Given the recency of the Simply Orange Juice lawsuit, there has been no official judgment or settlement. Continue reading for more details on the case against The Simply Juice Company and potential legal steps you might take.

The Origin of Simply Orange Juice

Established in 2001 in Apopka, Florida, Simply Beverages, also known as Simply Orange Juice Company is a subsidiary of The Coca-Cola Company, a global leader in the beverage industry. The brand was founded on the principle of delivering genuine orange and various fruit juice flavors to its consumers.
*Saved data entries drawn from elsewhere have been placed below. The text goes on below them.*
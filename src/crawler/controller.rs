use std::sync::{Arc, Mutex};
use thiserror::Error;
use tokio::task::JoinHandle;
use tracing::{error, info, info_span, warn, Instrument};
use uuid::Uuid;

use crate::crawler::runner::{CycleRunner, RunLimits};
use crate::storage::{timefmt, JobStatus, PersistError, StatusHandle};

/// Rejected control requests. The status is left untouched.
#[derive(Debug, Error)]
pub enum ControlError {
    #[error("a job is already running")]
    AlreadyRunning,

    #[error("no job is running")]
    NotRunning,

    #[error("could not record job status: {0}")]
    Persist(#[from] PersistError),
}

/// Resets the running flags when the worker ends, however it ends.
struct FinishGuard {
    status: StatusHandle,
}

impl Drop for FinishGuard {
    fn drop(&mut self) {
        let cleared = self.status.update(|s| {
            s.running = false;
            s.stop_requested = false;
            ((), true)
        });
        if let Err(e) = cleared {
            error!("Job ended but its status could not be cleared: {}", e);
        }
    }
}

/// Owns the process-wide job status and the single background worker
pub struct JobController {
    status: StatusHandle,
    runner: Arc<CycleRunner>,
    worker: Mutex<Option<JoinHandle<()>>>,
}

impl JobController {
    pub fn new(status: StatusHandle, runner: CycleRunner) -> Self {
        Self {
            status,
            runner: Arc::new(runner),
            worker: Mutex::new(None),
        }
    }

    #[cfg(test)]
    pub fn runner(&self) -> &CycleRunner {
        &self.runner
    }

    pub fn get_status(&self) -> JobStatus {
        self.status.read()
    }

    /// Clear a `running` flag left behind by a process that died mid-run.
    /// Only valid before any job has been started in this process.
    pub fn recover_stale(&self) -> Result<bool, PersistError> {
        self.status.update(|s| {
            if !s.running && !s.stop_requested {
                return (false, false);
            }
            warn!(
                started_at = ?s.started_at,
                "Resetting job status left running by a previous process"
            );
            s.running = false;
            s.stop_requested = false;
            (true, true)
        })
    }

    /// Mark the job running and launch the worker. `cycles == 0` runs until
    /// stopped or the duration is exhausted; a non-positive `hours` means no
    /// duration limit. Nothing is launched unless `running` was persisted.
    pub fn request_start(&self, cycles: u32, hours: Option<f64>) -> Result<JobStatus, ControlError> {
        let limits = RunLimits {
            cycles,
            hours: hours.filter(|h| *h > 0.0),
        };
        let status = self.status.update(|s| {
            if s.running {
                return (Err(ControlError::AlreadyRunning), false);
            }
            s.running = true;
            s.started_at = Some(timefmt::now());
            s.cycles = limits.cycles;
            s.hours = limits.hours;
            s.stop_requested = false;
            (Ok(s.clone()), true)
        })??;

        self.spawn_worker(limits);
        Ok(status)
    }

    /// Ask the worker to stop before its next cycle.
    pub fn request_stop(&self) -> Result<JobStatus, ControlError> {
        self.status.update(|s| {
            if !s.running {
                return (Err(ControlError::NotRunning), false);
            }
            s.stop_requested = true;
            (Ok(s.clone()), true)
        })?
    }

    fn spawn_worker(&self, limits: RunLimits) {
        let runner = self.runner.clone();
        let status = self.status.clone();
        let run_id = Uuid::new_v4();

        let handle = tokio::spawn(
            async move {
                let _finish = FinishGuard { status: status.clone() };
                info!("Job started");
                match runner.run(limits, &status).await {
                    Ok(summary) => info!(
                        outcome = ?summary.outcome,
                        cycles = summary.executed,
                        "Job ended"
                    ),
                    Err(e) => error!("Job failed: {}", e),
                }
            }
            .instrument(info_span!("job", %run_id)),
        );

        let mut worker = self.worker.lock().unwrap_or_else(|poisoned| poisoned.into_inner());
        *worker = Some(handle);
    }

    /// Wait for the current worker, if any, to finish.
    pub async fn wait_idle(&self) {
        let handle = self
            .worker
            .lock()
            .unwrap_or_else(|poisoned| poisoned.into_inner())
            .take();
        if let Some(handle) = handle {
            if let Err(e) = handle.await {
                error!("Job worker panicked: {}", e);
            }
        }
    }
}

#[cfg(test)]
mod tests {
    use super::*;
    use crate::crawler::fakes::{page, runner, FakeSite};
    use crate::storage::StatusStore;
    use tempfile::TempDir;
    use tokio_test::assert_ok;

    fn controller(site: &FakeSite, temp: &TempDir) -> Arc<JobController> {
        let status = StatusHandle::new(StatusStore::new(temp.path().join("task_status.json")));
        Arc::new(JobController::new(status, runner(site, temp.path(), false)))
    }

    #[tokio::test]
    async fn two_cycles_process_every_new_listing() {
        let temp = TempDir::new().unwrap();
        let site = FakeSite::with_pages(vec![page(1..=3), page(4..=6)]);
        let jobs = controller(&site, &temp);

        let started = assert_ok!(jobs.request_start(2, None));
        assert!(started.running);
        jobs.wait_idle().await;

        let store = jobs.runner().store();
        assert_eq!(store.load_processed().len(), 6);
        assert_eq!(store.load_seen().len(), 6);

        let status = jobs.get_status();
        assert!(!status.running);
        assert!(!status.stop_requested);
        assert_eq!(status.cycles, 2);
        assert!(status.started_at.is_some());
    }

    #[tokio::test]
    async fn stop_mid_cycle_finishes_the_current_cycle_only() {
        let temp = TempDir::new().unwrap();
        let site = FakeSite::with_pages(vec![page(1..=3), page(4..=6), page(7..=9)]).gated();
        let jobs = controller(&site, &temp);

        assert_ok!(jobs.request_start(3, None));
        site.fetch_started.notified().await;

        let stopping = assert_ok!(jobs.request_stop());
        assert!(stopping.stop_requested);
        site.release(3);
        jobs.wait_idle().await;

        assert_eq!(site.state().launches, 1);
        assert_eq!(jobs.runner().store().load_processed().len(), 3);
        let status = jobs.get_status();
        assert!(!status.running);
        assert!(!status.stop_requested);
    }

    #[tokio::test(flavor = "multi_thread", worker_threads = 4)]
    async fn concurrent_starts_admit_exactly_one() {
        let temp = TempDir::new().unwrap();
        let site = FakeSite::with_pages(vec![page(1..=1)]).gated();
        let jobs = controller(&site, &temp);

        let attempts: Vec<_> = (0..16)
            .map(|_| {
                let jobs = jobs.clone();
                tokio::spawn(async move { jobs.request_start(1, None) })
            })
            .collect();

        let mut accepted = 0;
        for attempt in attempts {
            match attempt.await.unwrap() {
                Ok(_) => accepted += 1,
                Err(e) => assert!(matches!(e, ControlError::AlreadyRunning)),
            }
        }
        assert_eq!(accepted, 1);

        site.release(1);
        jobs.wait_idle().await;
        assert!(!jobs.get_status().running);
    }

    #[tokio::test]
    async fn stop_while_idle_is_rejected() {
        let temp = TempDir::new().unwrap();
        let jobs = controller(&FakeSite::default(), &temp);

        assert!(matches!(jobs.request_stop(), Err(ControlError::NotRunning)));
        assert!(!jobs.get_status().stop_requested);
    }

    #[tokio::test]
    async fn failed_run_still_clears_running() {
        let temp = TempDir::new().unwrap();
        let site = FakeSite::with_pages(vec![page(1..=2)]);
        site.state().fetch_error = true;
        let jobs = controller(&site, &temp);

        assert_ok!(jobs.request_start(3, Some(1.5)));
        jobs.wait_idle().await;

        let status = jobs.get_status();
        assert!(!status.running);
        assert_eq!(status.cycles, 3);
        assert_eq!(status.hours, Some(1.5));
        assert_eq!(site.state().launches, 1);
    }

    #[tokio::test]
    async fn stale_running_flag_is_recovered() {
        let temp = TempDir::new().unwrap();
        let jobs = controller(&FakeSite::default(), &temp);
        jobs.status
            .update(|s| {
                s.running = true;
                ((), true)
            })
            .unwrap();

        assert!(jobs.recover_stale().unwrap());
        assert!(!jobs.recover_stale().unwrap());
        assert!(!jobs.get_status().running);
        assert_ok!(jobs.request_start(1, None));
        jobs.wait_idle().await;
    }

    #[tokio::test]
    async fn unwritable_status_rejects_every_start() {
        let temp = TempDir::new().unwrap();
        let path = temp.path().join("task_status.json");
        std::fs::create_dir(&path).unwrap();
        let site = FakeSite::with_pages(vec![page(1..=1), page(2..=2)]).gated();
        let jobs = Arc::new(JobController::new(
            StatusHandle::new(StatusStore::new(&path)),
            runner(&site, temp.path(), false),
        ));

        assert!(matches!(jobs.request_start(1, None), Err(ControlError::Persist(_))));
        assert!(matches!(jobs.request_start(1, None), Err(ControlError::Persist(_))));
        assert!(matches!(jobs.request_stop(), Err(ControlError::NotRunning)));

        site.release(2);
        jobs.wait_idle().await;
        assert_eq!(site.state().launches, 0);
    }

    #[tokio::test]
    async fn accepted_cycle_limit_holds_when_status_turns_unreadable() {
        let temp = TempDir::new().unwrap();
        let path = temp.path().join("task_status.json");
        let site = FakeSite::with_pages(vec![page(1..=1), page(2..=2), page(3..=3)]).gated();
        let jobs = Arc::new(JobController::new(
            StatusHandle::new(StatusStore::new(&path)),
            runner(&site, temp.path(), false),
        ));

        assert_ok!(jobs.request_start(1, None));
        site.fetch_started.notified().await;
        std::fs::write(&path, "{\"running\": tru").unwrap();
        site.release(3);
        jobs.wait_idle().await;

        assert_eq!(site.state().launches, 1);
        assert!(!jobs.get_status().running);
    }
}
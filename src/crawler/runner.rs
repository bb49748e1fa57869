use std::sync::Arc;
use std::time::Duration;
use thiserror::Error;
use tokio::time::{sleep, Instant};
use tracing::{debug, error, info, warn};

use crate::browser::behavior::random_delay;
use crate::browser::roles::{SessionError, SessionManager, SessionRole};
use crate::browser::{BrowserLauncher, ListingBrowser};
use crate::cli::config::{AccountSettings, AppConfig};
use crate::crawler::listing::{render_message, ListingRecord};
use crate::storage::{DedupStore, PersistError, ProcessedMap, SeenUrls, StatusHandle};

/// Errors that end a job run
#[derive(Debug, Error)]
pub enum CycleError {
    #[error("failed to launch browser: {0:#}")]
    Launch(#[source] anyhow::Error),

    #[error(transparent)]
    Session(#[from] SessionError),

    #[error("failed to fetch listings: {0:#}")]
    Fetch(#[source] anyhow::Error),

    #[error(transparent)]
    Persist(#[from] PersistError),
}

/// Why a run ended normally
#[derive(Debug, Clone, Copy, PartialEq, Eq)]
pub enum RunOutcome {
    StoppedByUser,
    CyclesExhausted,
    DurationExhausted,
}

#[derive(Debug, Clone, Copy, PartialEq, Eq)]
pub struct RunSummary {
    pub outcome: RunOutcome,
    pub executed: u32,
}

/// Counters for one cycle
#[derive(Debug, Clone, Copy, Default, PartialEq, Eq)]
pub struct CycleReport {
    pub scraped: usize,
    pub candidates: usize,
    pub applied: usize,
    pub failed: usize,
}

/// Settings a run needs besides the browser and the state files
#[derive(Debug, Clone)]
pub struct RunOptions {
    pub search_url: String,
    pub message_template: String,
    /// Preview only: no state is read or written and nothing is submitted
    pub dry_run: bool,
    pub cycle_pause: Duration,
    /// Min and max pause between applications in milliseconds
    pub candidate_delay: (u64, u64),
}

impl RunOptions {
    pub fn from_config(config: &AppConfig) -> Self {
        Self {
            search_url: config.site.search_url.clone(),
            message_template: config.job.message_template.clone(),
            dry_run: config.job.dry_run,
            cycle_pause: Duration::from_secs(config.job.cycle_pause_secs),
            candidate_delay: config.browser.behavior.candidate_delay,
        }
    }
}

/// Cycle and duration budget accepted for one run
#[derive(Debug, Clone, Copy, Default, PartialEq)]
pub struct RunLimits {
    /// 0 = unbounded
    pub cycles: u32,
    pub hours: Option<f64>,
}

impl RunLimits {
    /// Decide whether the loop should end before starting another cycle.
    /// A pending stop wins over both limits.
    pub fn exit_reason(&self, stop_requested: bool, executed: u32, elapsed: Duration) -> Option<RunOutcome> {
        if stop_requested {
            return Some(RunOutcome::StoppedByUser);
        }
        if self.cycles > 0 && executed >= self.cycles {
            return Some(RunOutcome::CyclesExhausted);
        }
        match self.hours {
            Some(hours) if elapsed.as_secs_f64() / 3600.0 >= hours => Some(RunOutcome::DurationExhausted),
            _ => None,
        }
    }
}

/// Executes scrape/filter/apply/persist cycles until the job is exhausted
/// or asked to stop.
pub struct CycleRunner {
    launcher: Arc<dyn BrowserLauncher>,
    store: DedupStore,
    accounts: AccountSettings,
    options: RunOptions,
}

impl CycleRunner {
    pub fn new(
        launcher: Arc<dyn BrowserLauncher>,
        store: DedupStore,
        accounts: AccountSettings,
        options: RunOptions,
    ) -> Self {
        Self {
            launcher,
            store,
            accounts,
            options,
        }
    }

    #[cfg(test)]
    pub fn store(&self) -> &DedupStore {
        &self.store
    }

    /// Run cycles until stop is requested or `limits` are reached. Only the
    /// stop flag is read back from `status`, between cycles.
    pub async fn run(&self, limits: RunLimits, status: &StatusHandle) -> Result<RunSummary, CycleError> {
        let started = Instant::now();
        let mut executed = 0u32;

        loop {
            let stop = status.read().stop_requested;
            if let Some(outcome) = limits.exit_reason(stop, executed, started.elapsed()) {
                info!(?outcome, executed, "Job finished");
                return Ok(RunSummary { outcome, executed });
            }

            info!(cycle = executed + 1, "Starting cycle");
            let report = self.run_cycle().await?;
            executed += 1;
            info!(
                cycle = executed,
                scraped = report.scraped,
                candidates = report.candidates,
                applied = report.applied,
                failed = report.failed,
                "Cycle complete"
            );

            let pause = self.options.cycle_pause;
            if !pause.is_zero()
                && limits
                    .exit_reason(status.read().stop_requested, executed, started.elapsed())
                    .is_none()
            {
                debug!("Pausing {:?} before the next cycle", pause);
                sleep(pause).await;
            }
        }
    }

    /// One cycle on a fresh browser that is closed on every exit path.
    pub async fn run_cycle(&self) -> Result<CycleReport, CycleError> {
        let mut browser = self.launcher.launch().await.map_err(CycleError::Launch)?;
        let result = self.cycle_with(browser.as_mut()).await;
        browser.close().await;
        result
    }

    async fn cycle_with(&self, browser: &mut dyn ListingBrowser) -> Result<CycleReport, CycleError> {
        let dry_run = self.options.dry_run;
        let mut sessions = SessionManager::new(self.accounts.clone());
        sessions.ensure_role(browser, SessionRole::Browsing).await?;
        debug!(role = %sessions.current(), "Session ready");

        let (mut processed, mut seen) = if dry_run {
            (ProcessedMap::new(), SeenUrls::new())
        } else {
            (self.store.load_processed(), self.store.load_seen())
        };

        let scraped = browser
            .fetch_listings(&self.options.search_url)
            .await
            .map_err(CycleError::Fetch)?;

        if !dry_run {
            if let Err(e) = self.store.save_scrape(&scraped, &processed) {
                warn!("Could not save scrape snapshot: {}", e);
            }
        }

        let candidates = DedupStore::filter(&scraped, &processed, &seen);
        info!("Found {} new listings out of {}", candidates.len(), scraped.len());

        let mut report = CycleReport {
            scraped: scraped.len(),
            candidates: candidates.len(),
            ..CycleReport::default()
        };

        for (index, listing) in candidates.iter().enumerate() {
            let Some(url) = listing.identity() else {
                continue;
            };
            let message = render_message(&self.options.message_template, listing);

            if dry_run {
                let filled = browser.submit_application(url, &message).await;
                info!(url, name = %listing.name, filled, "[dry-run] Previewed listing");
                continue;
            }

            if let Err(e) = sessions.ensure_role(browser, SessionRole::Applying).await {
                self.save_partial(&seen, &processed);
                return Err(e.into());
            }

            let success = browser.submit_application(url, &message).await;
            DedupStore::mark_processed(&mut processed, listing, success);
            if success {
                report.applied += 1;
            } else {
                report.failed += 1;
            }
            info!(url, name = %listing.name, success, "Processed listing");

            if index + 1 < candidates.len() {
                sleep(random_delay(self.options.candidate_delay)).await;
            }
        }

        if !dry_run {
            seen.extend(scraped.iter().filter_map(ListingRecord::identity).map(str::to_owned));
            self.store.save_all(&seen, &processed)?;
        }

        Ok(report)
    }

    fn save_partial(&self, seen: &SeenUrls, processed: &ProcessedMap) {
        if let Err(e) = self.store.save_all(seen, processed) {
            error!("Failed to save partial progress: {}", e);
        }
    }
}

#[cfg(test)]
mod tests {
    use super::*;
    use crate::crawler::fakes::{listing, page, runner, FakeSite};
    use crate::storage::StatusStore;
    use tempfile::TempDir;

    fn status(temp: &TempDir) -> StatusHandle {
        let handle = StatusHandle::new(StatusStore::new(temp.path().join("task_status.json")));
        handle
            .update(|s| {
                s.running = true;
                ((), true)
            })
            .unwrap();
        handle
    }

    fn limits(cycles: u32, hours: Option<f64>) -> RunLimits {
        RunLimits { cycles, hours }
    }

    #[test]
    fn exit_checks_stop_before_limits() {
        let l = limits(2, Some(1.0));
        assert_eq!(l.exit_reason(false, 0, Duration::ZERO), None);
        assert_eq!(l.exit_reason(false, 2, Duration::ZERO), Some(RunOutcome::CyclesExhausted));
        assert_eq!(
            l.exit_reason(false, 1, Duration::from_secs(3600)),
            Some(RunOutcome::DurationExhausted)
        );
        assert_eq!(
            l.exit_reason(true, 2, Duration::from_secs(7200)),
            Some(RunOutcome::StoppedByUser)
        );
    }

    #[test]
    fn zero_cycles_means_unbounded() {
        assert_eq!(limits(0, None).exit_reason(false, 1000, Duration::from_secs(86_400)), None);
    }

    #[tokio::test]
    async fn failed_submission_is_recorded_and_batch_continues() {
        let temp = TempDir::new().unwrap();
        let site = FakeSite::with_pages(vec![page(1..=3)]);
        site.state().rejected.insert(listing(2).url.unwrap());
        let runner = runner(&site, temp.path(), false);

        let report = runner.run_cycle().await.unwrap();

        assert_eq!(report.applied, 2);
        assert_eq!(report.failed, 1);
        let processed = runner.store().load_processed();
        assert_eq!(processed.len(), 3);
        assert_eq!(processed[&listing(2).url.unwrap()].success, Some(false));
        assert_eq!(processed[&listing(3).url.unwrap()].success, Some(true));
    }

    #[tokio::test]
    async fn logs_in_once_per_role_per_cycle() {
        let temp = TempDir::new().unwrap();
        let site = FakeSite::with_pages(vec![page(1..=3)]);
        let runner = runner(&site, temp.path(), false);

        runner.run_cycle().await.unwrap();

        let state = site.state();
        assert_eq!(state.logins, vec!["browse@example.nl", "apply@example.nl"]);
        assert_eq!(state.submissions.len(), 3);
        assert_eq!((state.launches, state.closes), (1, 1));
    }

    #[tokio::test]
    async fn seen_listings_are_not_applied_to_again() {
        let temp = TempDir::new().unwrap();
        let site = FakeSite::with_pages(vec![page(1..=3), page(2..=5)]);
        let runner = runner(&site, temp.path(), false);

        runner.run_cycle().await.unwrap();
        let second = runner.run_cycle().await.unwrap();

        assert_eq!(second.candidates, 2);
        assert_eq!(site.state().submissions.len(), 5);
        assert_eq!(runner.store().load_seen().len(), 5);
    }

    #[tokio::test]
    async fn no_candidates_means_no_applying_login() {
        let temp = TempDir::new().unwrap();
        let site = FakeSite::with_pages(vec![Vec::new()]);
        let runner = runner(&site, temp.path(), false);

        let report = runner.run_cycle().await.unwrap();

        assert_eq!(report, CycleReport::default());
        assert_eq!(site.state().logins, vec!["browse@example.nl"]);
    }

    #[tokio::test]
    async fn dry_run_touches_no_files_and_stays_on_browse_account() {
        let temp = TempDir::new().unwrap();
        let site = FakeSite::with_pages(vec![page(1..=2)]);
        let runner = runner(&site, temp.path(), true);

        runner.run_cycle().await.unwrap();

        assert_eq!(site.state().logins, vec!["browse@example.nl"]);
        assert_eq!(site.state().submissions.len(), 2);
        assert_eq!(std::fs::read_dir(temp.path()).unwrap().count(), 0);
    }

    #[tokio::test]
    async fn fetch_failure_is_fatal_and_closes_browser() {
        let temp = TempDir::new().unwrap();
        let site = FakeSite::with_pages(vec![page(1..=2)]);
        site.state().fetch_error = true;
        let runner = runner(&site, temp.path(), false);

        let err = runner.run_cycle().await.unwrap_err();

        assert!(matches!(err, CycleError::Fetch(_)));
        assert_eq!(site.state().closes, 1);
    }

    #[tokio::test]
    async fn applying_login_failure_keeps_history() {
        let temp = TempDir::new().unwrap();
        let site = FakeSite::with_pages(vec![page(1..=2), page(3..=4)]);
        let runner = runner(&site, temp.path(), false);
        runner.run_cycle().await.unwrap();

        site.state().failing_logins.insert("apply@example.nl".into());
        let err = runner.run_cycle().await.unwrap_err();

        assert!(matches!(err, CycleError::Session(SessionError::LoginFailed { .. })));
        assert_eq!(site.state().closes, 2);
        assert_eq!(runner.store().load_processed().len(), 2);
    }

    #[tokio::test]
    async fn run_stops_after_requested_cycles() {
        let temp = TempDir::new().unwrap();
        let site = FakeSite::with_pages(vec![page(1..=1), page(2..=2), page(3..=3)]);
        let runner = runner(&site, temp.path(), false);

        let summary = runner.run(limits(2, None), &status(&temp)).await.unwrap();

        assert_eq!(summary, RunSummary { outcome: RunOutcome::CyclesExhausted, executed: 2 });
        assert_eq!(site.state().launches, 2);
    }

    #[tokio::test(start_paused = true)]
    async fn slow_cycle_exhausts_duration() {
        let temp = TempDir::new().unwrap();
        let site = FakeSite::with_pages(vec![page(1..=3), page(4..=6)]);
        site.state().fetch_delay = Duration::from_secs(5);
        let runner = runner(&site, temp.path(), false);

        // 0.001 h is 3.6 s, shorter than one fetch
        let summary = runner.run(limits(5, Some(0.001)), &status(&temp)).await.unwrap();

        assert_eq!(summary, RunSummary { outcome: RunOutcome::DurationExhausted, executed: 1 });
    }

    #[tokio::test]
    async fn stop_flag_is_checked_before_the_first_cycle() {
        let temp = TempDir::new().unwrap();
        let site = FakeSite::with_pages(vec![page(1..=1)]);
        let runner = runner(&site, temp.path(), false);
        let handle = status(&temp);
        handle
            .update(|s| {
                s.stop_requested = true;
                ((), true)
            })
            .unwrap();

        let summary = runner.run(limits(3, None), &handle).await.unwrap();

        assert_eq!(summary.outcome, RunOutcome::StoppedByUser);
        assert_eq!(site.state().launches, 0);
    }
}
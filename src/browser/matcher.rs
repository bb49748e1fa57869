//! Ordered candidate matching for page elements.
//!
//! Markup on the target site varies between listings and over time, so each
//! element is described by several alternative locators tried in priority
//! order. Every attempt gets a bounded wait; a resolution therefore takes at
//! most `candidates × wait` and ends in [`Resolution::NotFound`] instead of
//! blocking or erroring.

use std::future::Future;
use std::time::Duration;
use thirtyfour::prelude::*;
use tracing::{debug, trace};

/// Poll interval used while waiting on a single locator
const POLL_INTERVAL: Duration = Duration::from_millis(250);

/// One way of finding an element
#[derive(Debug, Clone, PartialEq, Eq)]
pub enum Locator {
    XPath(String),
    Name(String),
}

impl Locator {
    pub fn xpath(expr: impl Into<String>) -> Self {
        Locator::XPath(expr.into())
    }

    pub fn xpaths(exprs: &[&str]) -> Vec<Self> {
        exprs.iter().map(|expr| Locator::xpath(*expr)).collect()
    }

    pub fn name(name: impl Into<String>) -> Self {
        Locator::Name(name.into())
    }

    pub fn to_by(&self) -> By {
        match self {
            Locator::XPath(expr) => By::XPath(expr.as_str()),
            Locator::Name(name) => By::Name(name.as_str()),
        }
    }
}

/// What "resolved" means for an element
#[derive(Debug, Clone, Copy, PartialEq, Eq)]
pub enum Readiness {
    /// Present in the DOM
    Present,
    /// Displayed and enabled
    Clickable,
}

/// Outcome of a resolution attempt
#[derive(Debug, Clone, PartialEq, Eq)]
pub enum Resolution<T> {
    Found { element: T, index: usize },
    NotFound,
}

impl<T> Resolution<T> {
    pub fn found(self) -> Option<T> {
        match self {
            Resolution::Found { element, .. } => Some(element),
            Resolution::NotFound => None,
        }
    }
}

/// Alternative locators for one element, tried in order
#[derive(Debug, Clone)]
pub struct CandidateMatcher {
    candidates: Vec<Locator>,
    wait: Duration,
    readiness: Readiness,
}

impl CandidateMatcher {
    /// Matcher requiring the element to be clickable.
    pub fn clickable(candidates: Vec<Locator>, wait: Duration) -> Self {
        Self {
            candidates,
            wait,
            readiness: Readiness::Clickable,
        }
    }

    /// Matcher that is satisfied by presence alone.
    pub fn present(candidates: Vec<Locator>, wait: Duration) -> Self {
        Self {
            candidates,
            wait,
            readiness: Readiness::Present,
        }
    }

    pub fn worst_case(&self) -> Duration {
        self.wait * self.candidates.len() as u32
    }

    /// Try each candidate with `probe`, stopping at the first hit. A probe
    /// that outlives the per-candidate wait counts as a miss.
    pub async fn resolve_with<T, F, Fut>(&self, mut probe: F) -> Resolution<T>
    where
        F: FnMut(&Locator, Readiness, Duration) -> Fut,
        Fut: Future<Output = Option<T>>,
    {
        for (index, locator) in self.candidates.iter().enumerate() {
            match tokio::time::timeout(self.wait, probe(locator, self.readiness, self.wait)).await {
                Ok(Some(element)) => {
                    debug!("Resolved {:?} with candidate {}", locator, index);
                    return Resolution::Found { element, index };
                }
                Ok(None) => trace!("Candidate {:?} not found", locator),
                Err(_) => trace!("Candidate {:?} timed out", locator),
            }
        }
        debug!("No candidate matched within {:?}", self.worst_case());
        Resolution::NotFound
    }

    /// Resolve against a live WebDriver session.
    pub async fn resolve(&self, driver: &WebDriver) -> Resolution<WebElement> {
        self.resolve_with(|locator, readiness, wait| {
            let query = driver.query(locator.to_by()).wait(wait, POLL_INTERVAL);
            let query = match readiness {
                Readiness::Present => query,
                Readiness::Clickable => query.and_clickable(),
            };
            async move { query.first_opt().await.ok().flatten() }
        })
        .await
    }
}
Its dedication to producing juices that emphasize simplicity and purity quickly resonated with health-conscious customers.

The company originally launched three variations of “Simply Orange” in the Northwestern US: “Original”, “Original with Calcium”, and “Grove Made”. By 2003, they extended their reach to the Southeastern US and started national distribution. In 2004, they introduced a new variant, “Country Stand with Calcium”. The product range grew in 2006 with the introduction of “Simply Lemonade” and “Simply Limeade”, and “Simply Grapefruit” made its debut in August 2007. Today, the company boasts a diverse range of 36 juice varieties.

Understanding the Simply Orange Lawsuit

At the heart of the Simply Orange lawsuit is the claim that Simply Tropical used PFAS. PFAS, short for poly-fluoroalkyl substances, have been incorporated into food and beverage items since the 1940s. While the complete implications of PFAS are yet to be conclusively determined, it’s known that they degrade slowly and might be tied to adverse health outcomes for both humans and animals.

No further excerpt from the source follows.